Inventor gender gap in PCT patent applications: data from WIPO’s 2024 World Intellectual Property Indicators
WIPO’s 2024 World Intellectual Property Indicators report includes data on the inventor gender gap in PCT applications: a mere 17.7% of inventors listed in published PCT applications in 2023 are women.
The 2024 World Intellectual Property Indicators report (WIPI), recently released by the World Intellectual Property Organization (WIPO), includes interesting data for 2023 on women inventors named in published PCT applications worldwide.
The inventor gender gap in PCT applications
According to the WIPI 2024, in 2023 women made up 17.7% of all inventors listed in published PCT applications.
About 36.2% of published PCT applications named at least one woman as inventor in 2023 (up from 21.4% in 2009), while 95.9% applications named at least one man (97,6% in 2009).
The proportion of women inventors named in PCT applications varies considerably between states: Spain (26.8%), China (24.4%), and Turkey (22.8%) are the 2023 top countries for number of women inventors; Italy ranks 13th with 15.4%. Somewhat surprisingly, Sweden and Germany both appear among the bottom five.
Fields of technology
Women inventors are most represented in the areas of Life Sciences, but even in those as only 18 to 32% of inventors. The top ten fields of technology with the highest proportion of women named as inventors in PCT patent applications are Food chemistry (32.4%), Biotechnology (31%), Pharmaceuticals (29.8%), Analysis of biological materials (28.6%), Organic fine chemistry (25.7%), Basic materials chemistry (22.1%), Macromolecular chemistry and polymers (20.6%), Micro-structural and nano-technology (19.9%), Digital communication (19.4%), IT methods for management (18.4%).

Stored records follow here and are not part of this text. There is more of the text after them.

//! Hash linking for Blockline.
//!
//! Provides the deterministic fingerprint every ledger entry carries and
//! that every validator recomputes. All digests come from SHA-256 via the
//! `sha2` crate; no custom cryptography.

pub mod linker;

pub use linker::HashLinker;
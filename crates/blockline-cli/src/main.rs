use clap::Parser;

mod cli;
mod commands;
mod logging;

fn main() -> anyhow::Result<()> {
    let cli = cli::Cli::parse();
    logging::init(cli.verbose, &cli.log_format);
    commands::run_command(cli)
}
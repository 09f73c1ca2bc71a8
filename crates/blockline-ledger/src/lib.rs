//! Append-only, hash-linked transaction ledger for Blockline.
//!
//! This crate is the heart of Blockline. It provides:
//! - `EntryFactory` to derive the next entry from the current tail
//! - `EntryValidator` for sequence, link, and content checks
//! - `Ledger`, the lock-guarded accepted history with replace-if-longer
//!   reconciliation
//! - `LedgerReader` / `LedgerWriter` trait boundaries

pub mod error;
pub mod factory;
pub mod ledger;
pub mod traits;
pub mod validation;

pub use error::{FactoryError, LedgerError, ValidationFailure};
pub use factory::{Clock, EntryFactory, SystemClock};
pub use ledger::{Ledger, LedgerStatus};
pub use traits::{LedgerReader, LedgerWriter};
pub use validation::EntryValidator;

More about the gender gap in European patent and design applications
On the European front, in November 2022 the European Patent Office (EPO) published Women’s participation in inventive activity – Evidence from EPO data, (read about it here); this is the first, and for the moment the only, EPO study to examine the gender gap among inventors in European patent applications in the 38 European patent member states, and was focused almost entirely on all European patent applications filed between 1978 and 2019.
The EPO’s study compared the presence of women among inventors in European patent applications with their presence in employment in general and particularly in science, and concluded that the result of the comparison is far not only from being gender-balanced, but also from catching up with the numbers of women active in economic and scientific activities in general.
The European Union Intellectual Property Office (EUIPO), that manages EU-wide trademark and design registrations, published in April 2023 for the first time a report on women in design (read about it here), focusing on women designers and their participation in the European Union’s registered Community design system. The report found that in 2021 only 24% of designers in the European Union states considered were women, and only 26% of designs registered as Community designs by EU-based owners in the same year were attributed to at least one woman designer.
It will be interesting to observe whether EPO and EUIPO will continue to regularly collect and publish global and European data and analysis on the gender gap in patent and design applications.